● **Task statement**: Every line below that holds the word "BookingStatus" must be listed.

### Exercise data

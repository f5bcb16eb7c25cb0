use std::sync::Arc;

use chrono::{NaiveDate, Utc};
use serde::Deserialize;
use uuid::Uuid;

use crate::db::queries;
use crate::errors::AppError;
use crate::models::{Booking, BookingStatus, PassengerFieldError, PassengerInput, PaymentStatus};
use crate::services::distribution::{OrderPayload, ServiceSelection};
use crate::state::AppState;

const VALID_TITLES: &[&str] = &["mr", "mrs", "ms", "miss", "dr"];
const VALID_GENDERS: &[&str] = &["m", "f"];

#[derive(Debug, Deserialize)]
pub struct CreateOrderInput {
    pub offer_id: String,
    pub passengers: Vec<PassengerInput>,
    pub payment_amount: String,
    pub payment_currency: String,
    #[serde(default)]
    pub hold: bool,
}

/// Outcome of a successful creation. `persistence_warning` is set when the
/// upstream order exists but the local booking row could not be written;
/// money has already moved, so this is a degraded success, never an error.
pub struct CreatedOrder {
    pub booking: Booking,
    pub persistence_warning: Option<String>,
}

pub async fn create_order(
    state: &Arc<AppState>,
    user_id: &str,
    input: CreateOrderInput,
) -> Result<CreatedOrder, AppError> {
    // 1. Structural validation, reporting every problem at once
    if input.passengers.is_empty() {
        return Err(AppError::Validation(
            "at least one passenger is required".to_string(),
        ));
    }
    if parse_minor_units(&input.payment_amount).is_none() {
        return Err(AppError::Validation(format!(
            "payment_amount must be a decimal amount, got {:?}",
            input.payment_amount
        )));
    }
    let errors = validate_passengers(&input.passengers);
    if !errors.is_empty() {
        return Err(AppError::PassengerValidation(errors));
    }

    // 2. Re-fetch the offer; a client-supplied snapshot is never trusted for
    //    pricing
    let offer = match state.distribution.get_offer(&input.offer_id).await {
        Ok(offer) => offer,
        Err(e) if e.is_not_found() => {
            return Err(AppError::NotFound(format!("offer {}", input.offer_id)))
        }
        Err(e) => return Err(e.into()),
    };

    // 3. Expiry checkpoint: an expired offer means re-search, not retry
    if offer.is_expired(Utc::now()) {
        return Err(AppError::OfferExpired {
            offer_id: offer.id.clone(),
        });
    }

    // 4. Price checkpoint: never charge an amount the user did not confirm
    if !amounts_equal(&offer.total_amount, &input.payment_amount)
        || !offer
            .total_currency
            .eq_ignore_ascii_case(&input.payment_currency)
    {
        return Err(AppError::PriceChanged {
            offer_id: offer.id.clone(),
            current_amount: offer.total_amount.clone(),
            current_currency: offer.total_currency.clone(),
        });
    }

    // 5. Attach staged ancillaries; the cart is advisory, the provider
    //    re-prices services at order time
    let services: Vec<ServiceSelection> = {
        let db = state.db.lock().unwrap();
        queries::get_ancillary_selections(&db, user_id, &input.offer_id)
            .unwrap_or(None)
            .unwrap_or_default()
            .into_iter()
            .map(|s| ServiceSelection {
                id: s.id,
                quantity: s.quantity,
            })
            .collect()
    };

    // 6. Create the order upstream
    let payload = OrderPayload {
        offer_id: input.offer_id.clone(),
        passengers: input.passengers.clone(),
        services,
        amount: offer.total_amount.clone(),
        currency: offer.total_currency.clone(),
        hold: input.hold,
    };
    let order = state.distribution.create_order(&payload).await?;
    tracing::info!(order_id = %order.id, reference = %order.booking_reference, "order created");

    // 7. Persist the booking with a frozen copy of the offer for redisplay
    //    after the offer expires upstream
    let now = Utc::now().naive_utc();
    let booking = Booking {
        id: Uuid::new_v4().to_string(),
        user_id: user_id.to_string(),
        order_id: order.id.clone(),
        booking_reference: order.booking_reference.clone(),
        total_amount: order.total_amount.clone(),
        total_currency: order.total_currency.clone(),
        passenger_details: serde_json::to_value(&input.passengers)
            .unwrap_or(serde_json::Value::Null),
        flight_details: serde_json::to_value(&offer).unwrap_or(serde_json::Value::Null),
        status: BookingStatus::Confirmed,
        payment_status: if input.hold {
            PaymentStatus::AwaitingPayment
        } else {
            PaymentStatus::Paid
        },
        payment_completed_at: if input.hold { None } else { Some(now) },
        created_at: now,
        updated_at: now,
    };

    let persistence_warning = {
        let db = state.db.lock().unwrap();
        match queries::create_booking(&db, &booking) {
            Ok(()) => {
                // The cart is superseded by the order; a failed delete only
                // leaves a stale advisory row behind
                if let Err(e) = queries::clear_ancillary_selections(&db, user_id, &input.offer_id) {
                    tracing::warn!(error = %e, offer_id = %input.offer_id, "failed to clear ancillary cart");
                }
                None
            }
            Err(e) => {
                tracing::error!(error = %e, order_id = %order.id, "order created upstream but local booking write failed");
                Some(format!(
                    "order {} was created (reference {}) but could not be recorded locally",
                    order.id, order.booking_reference
                ))
            }
        }
    };

    Ok(CreatedOrder {
        booking,
        persistence_warning,
    })
}

/// Checks every passenger and returns the full error list so the caller can
/// display all problems in one pass.
pub fn validate_passengers(passengers: &[PassengerInput]) -> Vec<PassengerFieldError> {
    let mut errors = Vec::new();
    let today = Utc::now().date_naive();

    for (index, p) in passengers.iter().enumerate() {
        let mut push = |field: &'static str, message: String| {
            errors.push(PassengerFieldError {
                passenger_index: index,
                field,
                message,
            });
        };

        if p.given_name.trim().is_empty() {
            push("given_name", "given name is required".to_string());
        }
        if p.family_name.trim().is_empty() {
            push("family_name", "family name is required".to_string());
        }

        if !VALID_TITLES.contains(&p.title.to_lowercase().as_str()) {
            push(
                "title",
                format!("title must be one of {VALID_TITLES:?}, got {:?}", p.title),
            );
        }
        if !VALID_GENDERS.contains(&p.gender.to_lowercase().as_str()) {
            push(
                "gender",
                format!("gender must be one of {VALID_GENDERS:?}, got {:?}", p.gender),
            );
        }

        match NaiveDate::parse_from_str(&p.born_on, "%Y-%m-%d") {
            Ok(born_on) => {
                let age = today.years_since(born_on);
                match age {
                    Some(age) if age <= 120 => {}
                    _ => push(
                        "born_on",
                        format!("date of birth {:?} gives an implausible age", p.born_on),
                    ),
                }
            }
            Err(_) => push(
                "born_on",
                format!("date of birth must be YYYY-MM-DD, got {:?}", p.born_on),
            ),
        }

        if !is_plausible_email(&p.email) {
            push("email", format!("email {:?} is not a valid address", p.email));
        }

        let digits = p.phone_number.chars().filter(|c| c.is_ascii_digit()).count();
        if digits < 10 {
            push(
                "phone_number",
                "phone number must contain at least 10 digits".to_string(),
            );
        }
    }

    errors
}

fn is_plausible_email(email: &str) -> bool {
    let Some((local, domain)) = email.split_once('@') else {
        return false;
    };
    !local.is_empty()
        && !domain.is_empty()
        && domain.contains('.')
        && !domain.starts_with('.')
        && !domain.ends_with('.')
        && !email.contains(char::is_whitespace)
}

/// Parses a decimal money string into minor units, so "120.00" and "120.0"
/// compare equal. Returns None for anything that is not a plain decimal.
pub fn parse_minor_units(amount: &str) -> Option<i64> {
    let amount = amount.trim();
    let (integer, fraction) = match amount.split_once('.') {
        Some((i, f)) => (i, f),
        None => (amount, ""),
    };

    if integer.is_empty() || !integer.chars().all(|c| c.is_ascii_digit()) {
        return None;
    }
    if fraction.len() > 2 || !fraction.chars().all(|c| c.is_ascii_digit()) {
        return None;
    }

    let whole: i64 = integer.parse().ok()?;
    let cents: i64 = match fraction.len() {
        0 => 0,
        1 => fraction.parse::<i64>().ok()? * 10,
        _ => fraction.parse().ok()?,
    };
    Some(whole * 100 + cents)
}

pub fn amounts_equal(a: &str, b: &str) -> bool {
    match (parse_minor_units(a), parse_minor_units(b)) {
        (Some(a), Some(b)) => a == b,
        _ => false,
    }
}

######

● **Final answer**:
use crate::models::{Booking, BookingStatus, PassengerFieldError, PassengerInput, PaymentStatus};
        status: BookingStatus::Confirmed,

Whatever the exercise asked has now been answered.